If you are a follower of Elliot wave theory, then you are familiar with how successful that form of technical analysis can be when it comes to predicting the price of stocks and stock indices. However, the stock market is just one financial market out of many. There are many other ways to make money in trading, such as bonds, foreign exchange, and commodities. In this post, we will focus on a very special commodity- the yellow metal, gold. For reasons we will explain shortly, gold is particularly amenable to Elliot wave analysis and is therefore an excellent target for traders who use Elliot theory in their strategies. In addition, gold as a commodity can diversify a portfolio that is heavy on stocks, so it might be a good idea to have gold in the mix regardless of how you feel about Elliot theory.
Why Gold
The basic tenets of Elliot wave theory are rooted in human psychology. Elliot believed that cycles of optimism and pessimism governed human emotion and, therefore, trading. The little rises and dips in asset prices are actually the result of these cycles, according to Elliot. That is especially interesting for the case of gold. First of all, gold is particularly emotional compared to other assets in terms of its value. Secondly, because it is such a popular and well-studied commodity, gold presents major opportunities to anyone who can reliably predict its price movements. Thirdly, gold is a useful test of whether or not Elliot’s rules need to be updated to accommodate modern psychological changes.
The Emotions of Gold
Gold is a commodity with some limited industrial applications and considerable rarity. It is not a stock or bond, which is attached to a company that presumably makes money. Gold itself rarely has much value to the individual traders who hold it aside from its potential to be used as a medium of exchange and any possible future prices changes that could make the gold an investment commodity. Knowing when to enter and exit the gold market is a huge difference-maker in terms of final profit, and gold trading is highly sensitive to the emotional responses of traders to economic conditions. The fact that gold trading is rooted in the emotions means it works very well as an asset suitable for Elliot analysis. More than any other asset, the price of gold reflects the optimism or pessimism of its holders. That is exactly the kind of case that Elliot was trying to predict. That implies that the fluctuations in the price of gold, whether they are over a few minutes or over a few years, should be relatively easy for Elliot analysts to predict compared to other assets. Both the general trend and the internal rises and falls around that trend are predictable in Elliot’s framework. Knowledge of the future price of gold would be extremely valuable. You could make consistent profits on gold positions, either on their own or paired with stock positions. The reason this is all possible is because of how much gold is a barometer of trader emotions.
The Gold Market
There are many players in the gold market, which is quite large. There are individual traders trying to make money, banks and other financial entities looking to hedge risk, and world governments who use gold to manipulate their currency or economy. It is clear right away that all of these groups have different agendas and goals. Understanding this, and their emotions, is key to using Elliot theory to analyze the price of gold. There are so many different kinds of traders that the price of gold can move chaotically, but it all comes down to trying to see which players are moving at which times, and how their emotional state drives their trading decisions. Elliot waves are evident in the price movements of gold on just about any time scale you examine. The market for gold responds strongly to both good and bad news about the economy, which underscores how much trader sentiment influences gold prices. When thinking about the timing of your positions, consider taking this news into account as well as Elliot wave theory. That will help you supplement your analysis with some germane information.
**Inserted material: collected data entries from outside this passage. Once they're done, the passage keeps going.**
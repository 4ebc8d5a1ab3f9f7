// SPDX-FileCopyrightText: 2026 Sealnote Contributors
// SPDX-License-Identifier: MIT OR Apache-2.0

//! Crypto provider table and integrity guard.
//!
//! The five primitives the pipeline depends on (key derivation, key
//! import, encrypt, decrypt, random bytes) are reached through a
//! process-wide table of function pointers. [`snapshot`] captures the
//! table once at startup; [`check`] reports whether any live entry has
//! since been replaced, and every crypto entry point refuses to run when
//! it has. This is a best-effort integrity signal against provider
//! substitution after load, not a cryptographic guarantee.

use std::num::NonZeroU32;
use std::ptr::fn_addr_eq;
use std::sync::{Arc, OnceLock};

use arc_swap::ArcSwap;
use ring::aead::{AES_128_GCM, Aad, LessSafeKey, Nonce, UnboundKey};
use ring::pbkdf2;
use ring::rand::{SecureRandom, SystemRandom};
use sealnote_core::SealnoteError;
use tracing::warn;

/// Credential key length in bytes (AES-128-GCM).
pub const KEY_LEN: usize = 16;

/// Nonce length in bytes (96-bit GCM nonce).
pub const NONCE_LEN: usize = 12;

pub type DeriveKeyFn = fn(password: &[u8], salt: &[u8], iterations: NonZeroU32, out: &mut [u8]);
pub type ImportKeyFn = fn(raw: &[u8; KEY_LEN]) -> Result<LessSafeKey, SealnoteError>;
pub type EncryptFn =
    fn(key: &LessSafeKey, nonce: [u8; NONCE_LEN], in_out: &mut Vec<u8>) -> Result<(), SealnoteError>;
pub type DecryptFn =
    fn(key: &LessSafeKey, nonce: [u8; NONCE_LEN], in_out: &mut Vec<u8>) -> Result<usize, SealnoteError>;
pub type RandomBytesFn = fn(out: &mut [u8]) -> Result<(), SealnoteError>;

/// The set of crypto primitives in use by the pipeline.
#[derive(Clone, Copy)]
pub struct ProviderTable {
    pub derive_key: DeriveKeyFn,
    pub import_key: ImportKeyFn,
    pub encrypt: EncryptFn,
    pub decrypt: DecryptFn,
    pub random_bytes: RandomBytesFn,
}

fn ring_derive_key(password: &[u8], salt: &[u8], iterations: NonZeroU32, out: &mut [u8]) {
    pbkdf2::derive(pbkdf2::PBKDF2_HMAC_SHA256, iterations, salt, password, out);
}

fn ring_import_key(raw: &[u8; KEY_LEN]) -> Result<LessSafeKey, SealnoteError> {
    UnboundKey::new(&AES_128_GCM, raw)
        .map(LessSafeKey::new)
        .map_err(|_| SealnoteError::Crypto("failed to import AES-128-GCM key".to_string()))
}

fn ring_encrypt(
    key: &LessSafeKey,
    nonce: [u8; NONCE_LEN],
    in_out: &mut Vec<u8>,
) -> Result<(), SealnoteError> {
    key.seal_in_place_append_tag(Nonce::assume_unique_for_key(nonce), Aad::empty(), in_out)
        .map_err(|_| SealnoteError::Crypto("AES-128-GCM encryption failed".to_string()))
}

fn ring_decrypt(
    key: &LessSafeKey,
    nonce: [u8; NONCE_LEN],
    in_out: &mut Vec<u8>,
) -> Result<usize, SealnoteError> {
    let plaintext = key
        .open_in_place(Nonce::assume_unique_for_key(nonce), Aad::empty(), in_out)
        .map_err(|_| SealnoteError::DecryptionFailed)?;
    Ok(plaintext.len())
}

fn ring_random_bytes(out: &mut [u8]) -> Result<(), SealnoteError> {
    SystemRandom::new()
        .fill(out)
        .map_err(|_| SealnoteError::Crypto("system CSPRNG failure".to_string()))
}

/// The default provider table, backed by ring.
pub fn ring_table() -> ProviderTable {
    ProviderTable {
        derive_key: ring_derive_key,
        import_key: ring_import_key,
        encrypt: ring_encrypt,
        decrypt: ring_decrypt,
        random_bytes: ring_random_bytes,
    }
}

static LIVE: OnceLock<ArcSwap<ProviderTable>> = OnceLock::new();
static SNAPSHOT: OnceLock<ProviderTable> = OnceLock::new();

fn live() -> &'static ArcSwap<ProviderTable> {
    LIVE.get_or_init(|| ArcSwap::from_pointee(ring_table()))
}

/// Replace the live provider table.
///
/// Intended for alternative crypto backends and must happen before
/// [`snapshot`] is taken; any later swap is exactly what the guard
/// detects.
pub fn install(table: ProviderTable) {
    live().store(Arc::new(table));
}

/// Capture the live table's function pointers as the trusted reference.
///
/// Called once at process start. Idempotent; taken lazily on the first
/// crypto operation if the binary never called it. The captured pointers
/// themselves cannot be reassigned afterwards.
pub fn snapshot() {
    SNAPSHOT.get_or_init(|| **live().load());
}

/// Returns true when any live primitive differs from the snapshot.
pub fn check() -> bool {
    let Some(snap) = SNAPSHOT.get() else {
        return false;
    };
    let live = live().load();
    !(fn_addr_eq(snap.derive_key, live.derive_key)
        && fn_addr_eq(snap.import_key, live.import_key)
        && fn_addr_eq(snap.encrypt, live.encrypt)
        && fn_addr_eq(snap.decrypt, live.decrypt)
        && fn_addr_eq(snap.random_bytes, live.random_bytes))
}

/// Guard entry point used by every crypto operation: fails fast with
/// [`SealnoteError::TamperedProvider`] when the live table no longer
/// matches the snapshot, and otherwise returns the trusted table.
pub(crate) fn checked() -> Result<ProviderTable, SealnoteError> {
    snapshot();
    if check() {
        warn!("live crypto provider differs from the startup snapshot");
        return Err(SealnoteError::TamperedProvider);
    }
    match SNAPSHOT.get() {
        Some(table) => Ok(*table),
        None => Err(SealnoteError::Internal(
            "provider snapshot missing after initialization".to_string(),
        )),
    }
}
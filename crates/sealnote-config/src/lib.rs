// SPDX-FileCopyrightText: 2026 Sealnote Contributors
// SPDX-License-Identifier: MIT OR Apache-2.0

//! Configuration system for Sealnote.
//!
//! TOML configuration with strict validation (`deny_unknown_fields`), XDG
//! file hierarchy lookup, environment variable overrides, and miette
//! diagnostic rendering with typo suggestions.
//!
//! # Usage
//!
//! ```no_run
//! use sealnote_config::load_and_validate;
//!
//! let config = load_and_validate().expect("config errors");
//! println!("database: {}", config.storage.database_path);
//! ```

pub mod diagnostic;
pub mod loader;
pub mod model;
pub mod validation;

pub use diagnostic::{ConfigError, render_errors};
pub use loader::{load_config, load_config_from_path, load_config_from_str};
pub use model::{AppConfig, SealnoteConfig, StorageConfig, VaultConfig};

/// Load configuration from the XDG hierarchy and validate it.
///
/// 1. Loads config from TOML files + env vars via Figment
/// 2. On success: runs post-deserialization validation
/// 3. On Figment error: converts to miette diagnostics with typo suggestions
pub fn load_and_validate() -> Result<SealnoteConfig, Vec<ConfigError>> {
    match loader::load_config() {
        Ok(config) => {
            validation::validate_config(&config)?;
            Ok(config)
        }
        Err(err) => Err(diagnostic::figment_to_config_errors(err)),
    }
}

/// Load configuration from a TOML string and validate it.
///
/// Useful for testing and explicit configuration.
pub fn load_and_validate_str(toml_content: &str) -> Result<SealnoteConfig, Vec<ConfigError>> {
    match loader::load_config_from_str(toml_content) {
        Ok(config) => {
            validation::validate_config(&config)?;
            Ok(config)
        }
        Err(err) => Err(diagnostic::figment_to_config_errors(err)),
    }
}
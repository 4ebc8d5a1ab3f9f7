// SPDX-FileCopyrightText: 2026 Sealnote Contributors
// SPDX-License-Identifier: MIT OR Apache-2.0

//! Credential-key derivation from a password.
//!
//! PBKDF2-HMAC-SHA256 over the password and a stored 16-byte salt yields
//! a 128-bit credential key. The salt is the only derivation parameter
//! ever persisted; the iteration count and hash are fixed at the
//! code/config layer, so changing them breaks decryption of existing
//! stores unless migrated explicitly.

use std::fmt;
use std::num::NonZeroU32;

use secrecy::{ExposeSecret, SecretString};
use sealnote_core::{RecordStore, SealnoteError};
use tracing::debug;
use zeroize::Zeroizing;

use crate::provider::{self, KEY_LEN};

/// Salt length in bytes.
pub const SALT_LEN: usize = 16;

/// The in-memory credential key.
///
/// An opaque handle: the raw derived bits never leave this crate, and the
/// backing buffer is zeroed on drop. Never persisted.
pub struct CredentialKey {
    bytes: Zeroizing<[u8; KEY_LEN]>,
}

impl CredentialKey {
    pub(crate) fn new(bytes: Zeroizing<[u8; KEY_LEN]>) -> Self {
        Self { bytes }
    }

    pub(crate) fn bytes(&self) -> &[u8; KEY_LEN] {
        &self.bytes
    }
}

impl fmt::Debug for CredentialKey {
    fn fmt(&self, f: &mut fmt::Formatter<'_>) -> fmt::Result {
        f.debug_struct("CredentialKey")
            .field("bytes", &"[REDACTED]")
            .finish()
    }
}

/// Derive the credential key for `password` against the store's salt.
///
/// With `regenerate_salt`, or when no salt is stored yet (first login),
/// 16 fresh random bytes are generated and persisted before derivation;
/// that write is the only store mutation in this function and the last
/// step before the derivation itself. Otherwise the stored salt is used
/// unchanged, so the same password derives the same key across sessions.
///
/// Fails with `TamperedProvider` before touching anything else when the
/// provider guard trips.
pub async fn derive_credential_key<S: RecordStore + ?Sized>(
    store: &S,
    password: &SecretString,
    regenerate_salt: bool,
    iterations: u32,
) -> Result<CredentialKey, SealnoteError> {
    let provider = provider::checked()?;

    let iterations = NonZeroU32::new(iterations)
        .ok_or_else(|| SealnoteError::Config("kdf_iterations must be non-zero".to_string()))?;

    let mut record = store.key_gen().await?;
    let salt: [u8; SALT_LEN] = match (&record.derive_key_salt, regenerate_salt) {
        (Some(salt), false) => salt.as_slice().try_into().map_err(|_| {
            SealnoteError::Internal(format!(
                "stored salt has wrong length: {} bytes",
                salt.len()
            ))
        })?,
        _ => {
            let mut salt = [0u8; SALT_LEN];
            (provider.random_bytes)(&mut salt)?;
            record.derive_key_salt = Some(salt.to_vec());
            store.put_key_gen(&record).await?;
            debug!(regenerate_salt, "new derivation salt persisted");
            salt
        }
    };

    let mut out = Zeroizing::new([0u8; KEY_LEN]);
    (provider.derive_key)(
        password.expose_secret().as_bytes(),
        &salt,
        iterations,
        &mut out[..],
    );

    Ok(CredentialKey::new(out))
}

#[cfg(test)]
mod tests {
    use super::*;
    use sealnote_config::StorageConfig;
    use sealnote_storage::SqliteRecordStore;
    use tempfile::tempdir;

    // High enough to be a real PBKDF2 run, low enough to keep tests fast.
    const TEST_ITERATIONS: u32 = 1_000;

    async fn open_test_store() -> (SqliteRecordStore, tempfile::TempDir) {
        let dir = tempdir().unwrap();
        let config = StorageConfig {
            database_path: dir.path().join("kdf.db").to_string_lossy().into_owned(),
            wal_mode: true,
        };
        (SqliteRecordStore::open(&config).await.unwrap(), dir)
    }

    fn password(s: &str) -> SecretString {
        SecretString::from(s.to_string())
    }

    #[tokio::test]
    async fn first_derivation_creates_and_persists_a_salt() {
        let (store, _dir) = open_test_store().await;
        assert!(store.key_gen().await.unwrap().derive_key_salt.is_none());

        let _key = derive_credential_key(&store, &password("pw"), false, TEST_ITERATIONS)
            .await
            .unwrap();

        let salt = store.key_gen().await.unwrap().derive_key_salt.unwrap();
        assert_eq!(salt.len(), SALT_LEN);
    }

    #[tokio::test]
    async fn same_password_and_salt_derive_the_same_key() {
        let (store, _dir) = open_test_store().await;

        let k1 = derive_credential_key(&store, &password("pw"), false, TEST_ITERATIONS)
            .await
            .unwrap();
        let k2 = derive_credential_key(&store, &password("pw"), false, TEST_ITERATIONS)
            .await
            .unwrap();

        assert_eq!(k1.bytes(), k2.bytes());
    }

    #[tokio::test]
    async fn distinct_passwords_derive_distinct_keys() {
        let (store, _dir) = open_test_store().await;

        // Seed the salt once so every derivation shares it.
        let _ = derive_credential_key(&store, &password("seed"), false, TEST_ITERATIONS)
            .await
            .unwrap();

        let samples = ["a", "b", "abc123", "abc124", "correct horse", ""];
        let mut keys = Vec::new();
        for p in samples {
            let key = derive_credential_key(&store, &password(p), false, TEST_ITERATIONS)
                .await
                .unwrap();
            keys.push(*key.bytes());
        }
        for i in 0..keys.len() {
            for j in i + 1..keys.len() {
                assert_ne!(keys[i], keys[j], "samples {i} and {j} collided");
            }
        }
    }

    #[tokio::test]
    async fn regenerate_salt_rotates_salt_and_key() {
        let (store, _dir) = open_test_store().await;

        let k1 = derive_credential_key(&store, &password("pw"), false, TEST_ITERATIONS)
            .await
            .unwrap();
        let salt1 = store.key_gen().await.unwrap().derive_key_salt.unwrap();

        let k2 = derive_credential_key(&store, &password("pw"), true, TEST_ITERATIONS)
            .await
            .unwrap();
        let salt2 = store.key_gen().await.unwrap().derive_key_salt.unwrap();

        assert_ne!(salt1, salt2);
        assert_ne!(k1.bytes(), k2.bytes());
    }

    #[tokio::test]
    async fn salt_reuse_does_not_mutate_the_store() {
        let (store, _dir) = open_test_store().await;

        let _ = derive_credential_key(&store, &password("pw"), false, TEST_ITERATIONS)
            .await
            .unwrap();
        let before = store.key_gen().await.unwrap();

        let _ = derive_credential_key(&store, &password("other"), false, TEST_ITERATIONS)
            .await
            .unwrap();
        let after = store.key_gen().await.unwrap();

        assert_eq!(before, after);
    }

    #[tokio::test]
    async fn zero_iterations_is_rejected() {
        let (store, _dir) = open_test_store().await;
        let result = derive_credential_key(&store, &password("pw"), false, 0).await;
        assert!(matches!(result, Err(SealnoteError::Config(_))));
    }

    #[test]
    fn credential_key_debug_redacts_key_material() {
        let key = CredentialKey::new(Zeroizing::new([0xAB; KEY_LEN]));
        let rendered = format!("{key:?}");
        assert!(rendered.contains("REDACTED"));
        assert!(!rendered.contains("171")); // 0xAB
    }
}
It’s one thing to be a technical analyst, but you need some kind of defined framework to guide you. The gold market is particularly well-suited to technical analysis using the Elliot wave theory because Elliot waves are based on the emotions of traders, and the gold market is an emotional one. The key lies in being able to identify the current wave and use that information to predict the next movement in the price of gold. That kind of knowledge opens up the possibility of making significant profits on a consistent basis.